Au cœur de cette crise, un homme cristallise les tensions : le recteur Gilbert Kushiba. Porté à la tête de l’institution dans l’espoir d’un souffle nouveau, il est aujourd’hui accusé de dérive solitaire, d’opacité dans la gestion, et d’une administration verrouillée à double tour. Les décisions sont prises en cercle restreint, les organes de concertation marginalisés, et les voix critiques réduites au silence. Une université n’est pourtant pas une entreprise, encore moins une propriété privée.

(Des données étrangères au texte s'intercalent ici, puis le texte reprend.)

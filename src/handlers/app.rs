//! Bridge to synchronous application callables.
//!
//! The callable gets an [`Environ`] built from the request and a
//! [`StartResponse`] it uses to set status and headers. Its return value
//! becomes the response body. It runs on the blocking pool so it never
//! stalls other connections of the worker.

use std::collections::{BTreeMap, HashMap};
use std::fs::File;
use std::io::{self, Cursor, Write};
use std::sync::Arc;

use anyhow::{Context, bail};
use async_trait::async_trait;
use bytes::Bytes;
use percent_encoding::percent_decode_str;
use tracing::error;
use url::Url;

use crate::handlers::{Handler, Interrupt};
use crate::http::body::BodyKind;
use crate::http::response::{Body, SERVER_NAME};
use crate::http::{Method, Request, Response, Status};

/// Base for resolving origin-form request targets.
const BASE_URL: &str = "http://localhost/";

/// Synchronous application entry point.
pub trait Application: Send + Sync + 'static {
    fn call(&self, environ: &mut Environ, start: &mut StartResponse) -> anyhow::Result<AppBody>;
}

impl<F> Application for F
where
    F: Fn(&mut Environ, &mut StartResponse) -> anyhow::Result<AppBody> + Send + Sync + 'static,
{
    fn call(&self, environ: &mut Environ, start: &mut StartResponse) -> anyhow::Result<AppBody> {
        self(environ, start)
    }
}

/// What an application returns.
#[derive(Debug)]
pub enum AppBody {
    Chunks(Vec<Bytes>),
    /// File region; `length` of `None` means "to the end of the file".
    File {
        file: File,
        offset: u64,
        length: Option<u64>,
    },
}

impl AppBody {
    pub fn from_static(data: &'static [u8]) -> Self {
        AppBody::Chunks(vec![Bytes::from_static(data)])
    }
}

/// Applications available to `app` handlers, by name.
#[derive(Clone, Default)]
pub struct AppRegistry {
    apps: HashMap<String, Arc<dyn Application>>,
}

impl AppRegistry {
    pub fn new() -> Self {
        Self::default()
    }

    pub fn register(&mut self, name: impl Into<String>, app: impl Application) -> &mut Self {
        self.apps.insert(name.into(), Arc::new(app));
        self
    }

    pub fn get(&self, name: &str) -> Option<Arc<dyn Application>> {
        self.apps.get(name).cloned()
    }

    pub fn names(&self) -> impl Iterator<Item = &str> {
        self.apps.keys().map(String::as_str)
    }
}

/// Lines written here go to the error log.
#[derive(Debug, Default)]
pub struct ErrorStream {
    pending: Vec<u8>,
}

impl ErrorStream {
    fn emit(&mut self, upto: usize) {
        let line: Vec<u8> = self.pending.drain(..upto).collect();
        let text = String::from_utf8_lossy(&line);
        let text = text.trim_end();
        if !text.is_empty() {
            error!(target: "hearth::app", "{text}");
        }
    }
}

impl Write for ErrorStream {
    fn write(&mut self, buf: &[u8]) -> io::Result<usize> {
        self.pending.extend_from_slice(buf);
        while let Some(pos) = self.pending.iter().position(|&b| b == b'\n') {
            self.emit(pos + 1);
        }
        Ok(buf.len())
    }

    fn flush(&mut self) -> io::Result<()> {
        let len = self.pending.len();
        self.emit(len);
        Ok(())
    }
}

impl Drop for ErrorStream {
    fn drop(&mut self) {
        let len = self.pending.len();
        if len > 0 {
            self.emit(len);
        }
    }
}

/// Request environment handed to an application.
#[derive(Debug)]
pub struct Environ {
    vars: BTreeMap<String, String>,
    pub input: Cursor<Bytes>,
    pub errors: ErrorStream,
}

impl Environ {
    pub fn new(vars: BTreeMap<String, String>, input: Bytes) -> Self {
        Self {
            vars,
            input: Cursor::new(input),
            errors: ErrorStream::default(),
        }
    }

    pub fn from_request(request: &Request<'_>, input: Bytes) -> Self {
        let (path, query) = split_target(&request.uri);
        let mut vars = BTreeMap::new();
        vars.insert("REQUEST_METHOD".to_string(), request.method.to_string());
        vars.insert("SCRIPT_NAME".to_string(), String::new());
        vars.insert("PATH_INFO".to_string(), path);
        vars.insert("QUERY_STRING".to_string(), query);
        vars.insert("SERVER_NAME".to_string(), request.local_addr.ip().to_string());
        vars.insert("SERVER_PORT".to_string(), request.local_addr.port().to_string());
        vars.insert("SERVER_PROTOCOL".to_string(), request.version.to_string());
        vars.insert("SERVER_SOFTWARE".to_string(), SERVER_NAME.to_string());
        vars.insert("REMOTE_ADDR".to_string(), request.peer_addr.ip().to_string());
        vars.insert("REMOTE_PORT".to_string(), request.peer_addr.port().to_string());
        vars.insert("url_scheme".to_string(), "http".to_string());

        for (name, value) in request.headers.iter() {
            let key = match name.to_ascii_uppercase().replace('-', "_") {
                k if k == "CONTENT_TYPE" || k == "CONTENT_LENGTH" => k,
                k => format!("HTTP_{k}"),
            };
            vars.entry(key)
                .and_modify(|v: &mut String| {
                    v.push(',');
                    v.push_str(value);
                })
                .or_insert_with(|| value.to_string());
        }

        Self::new(vars, input)
    }

    pub fn get(&self, key: &str) -> Option<&str> {
        self.vars.get(key).map(String::as_str)
    }

    pub fn insert(&mut self, key: impl Into<String>, value: impl Into<String>) {
        self.vars.insert(key.into(), value.into());
    }

    pub fn vars(&self) -> impl Iterator<Item = (&str, &str)> {
        self.vars.iter().map(|(k, v)| (k.as_str(), v.as_str()))
    }
}

/// Splits a request target into its decoded path and raw query string.
fn split_target(uri: &str) -> (String, String) {
    let decode = |p: &str| percent_decode_str(p).decode_utf8_lossy().into_owned();
    match Url::parse(BASE_URL).and_then(|base| base.join(uri)) {
        Ok(url) => (decode(url.path()), url.query().unwrap_or("").to_string()),
        Err(_) => {
            let (path, query) = uri.split_once('?').unwrap_or((uri, ""));
            (decode(path), query.to_string())
        }
    }
}

/// Collects status, headers and early body bytes from an application.
#[derive(Debug, Default)]
pub struct StartResponse {
    status: Option<Status>,
    headers: Vec<(String, String)>,
    written: Vec<Bytes>,
}

impl StartResponse {
    /// Sets status and headers and returns a writer for body bytes that go
    /// out ahead of the returned body.
    ///
    /// A second call fails unless `replace` is set, as when reporting an
    /// error after a normal start. Headers are never flushed while the
    /// application runs, so replacing is always possible.
    pub fn call(
        &mut self,
        status: &str,
        headers: Vec<(String, String)>,
        replace: bool,
    ) -> anyhow::Result<BodyWriter<'_>> {
        if self.status.is_some() && !replace {
            bail!("start_response called twice without replace");
        }
        let parsed =
            Status::parse(status).with_context(|| format!("invalid status line: {status}"))?;
        self.status = Some(parsed);
        self.headers = headers;
        Ok(BodyWriter {
            parts: &mut self.written,
        })
    }

    pub fn is_started(&self) -> bool {
        self.status.is_some()
    }
}

/// Writer returned by [`StartResponse::call`].
pub struct BodyWriter<'a> {
    parts: &'a mut Vec<Bytes>,
}

impl Write for BodyWriter<'_> {
    fn write(&mut self, buf: &[u8]) -> io::Result<usize> {
        if !buf.is_empty() {
            self.parts.push(Bytes::copy_from_slice(buf));
        }
        Ok(buf.len())
    }

    fn flush(&mut self) -> io::Result<()> {
        Ok(())
    }
}

/// Whether the bridge should collect the body before calling the app.
///
/// A read-until-close body only exists when the client will not send another
/// request on the connection; a keep-alive or bodiless request has none.
fn reads_body(request: &Request<'_>) -> bool {
    match request.body.kind() {
        BodyKind::Eof => {
            request.should_close()
                && matches!(request.method, Method::POST | Method::PUT | Method::PATCH)
        }
        _ => true,
    }
}

/// Runs an [`Application`] for every request.
pub struct AppHandler {
    app: Arc<dyn Application>,
}

impl AppHandler {
    pub fn new(app: Arc<dyn Application>) -> Self {
        Self { app }
    }
}

#[async_trait]
impl Handler for AppHandler {
    async fn handle(
        &self,
        request: &mut Request<'_>,
        response: &mut Response<'_>,
    ) -> anyhow::Result<Option<Interrupt>> {
        let input = if reads_body(request) {
            request.body.read_to_end().await?
        } else {
            Bytes::new()
        };
        let mut environ = Environ::from_request(request, input);
        let app = Arc::clone(&self.app);

        let (start, result) = tokio::task::spawn_blocking(move || {
            let mut start = StartResponse::default();
            let result = app.call(&mut environ, &mut start);
            (start, result)
        })
        .await
        .context("application panicked")?;

        let body = result?;
        let status = start
            .status
            .context("application returned without starting the response")?;
        response.set_status(status);
        response.headers.extend(start.headers);

        match body {
            AppBody::Chunks(chunks) => {
                let mut parts = start.written;
                parts.extend(chunks);
                response.set_body(Body::from_parts(parts));
            }
            AppBody::File {
                file,
                offset,
                length,
            } => {
                let length = match length {
                    Some(n) => n,
                    None => file.metadata()?.len().saturating_sub(offset),
                };
                for part in &start.written {
                    response.write(part).await?;
                }
                response.set_body(Body::from_file(file, offset, length));
            }
        }
        Ok(None)
    }
}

Les finances de l’institution, censées servir à la promotion académique, à l’amélioration des conditions d’enseignement et au bien-être du personnel, sont désormais au cœur d’un scandale feutré. Selon plusieurs sources, Kinshasa serait devenue la plaque tournante des faveurs et des deals opaques pour assurer le maintien du recteur, au détriment de ceux qui font tourner la machine sur le terrain. Pendant ce temps, les enseignants, les administratifs et les ouvriers n’ont perçu qu’un tiers de la prime pourtant promise depuis des mois. L’année académique touche à sa fin, les caisses sont vides, mais les discours sont pleins.
Plus inquiétant encore : la désintégration progressive du syndicat, jadis vigie de la communauté universitaire. Aujourd’hui, il est divisé, infiltré, parfois manipulé, et plus souvent encore paralysé par des ambitions personnelles. Il n’y a plus de contre-pouvoir interne crédible. Et sans contre-pouvoir, toute institution glisse vers l’arbitraire.
La question qui se pose, au-delà du scandale en cours, est simple : quelle université voulons-nous pour demain ? Si l’UNILU a pu former tant d’élites, tant de cadres et tant d’esprits libres dans des contextes parfois plus rudes encore, comment en est-elle arrivée là ? L’absence de réforme structurelle, la politisation de la gouvernance, le mépris des valeurs académiques et le clientélisme ambiant sont devenus la norme.
Le jubilé aurait dû être un temps d’introspection, de refondation. Il se transforme en un miroir cruel tendu à toute la société congolaise : une célébration de façade pour une institution qui vacille, minée par ses propres contradictions.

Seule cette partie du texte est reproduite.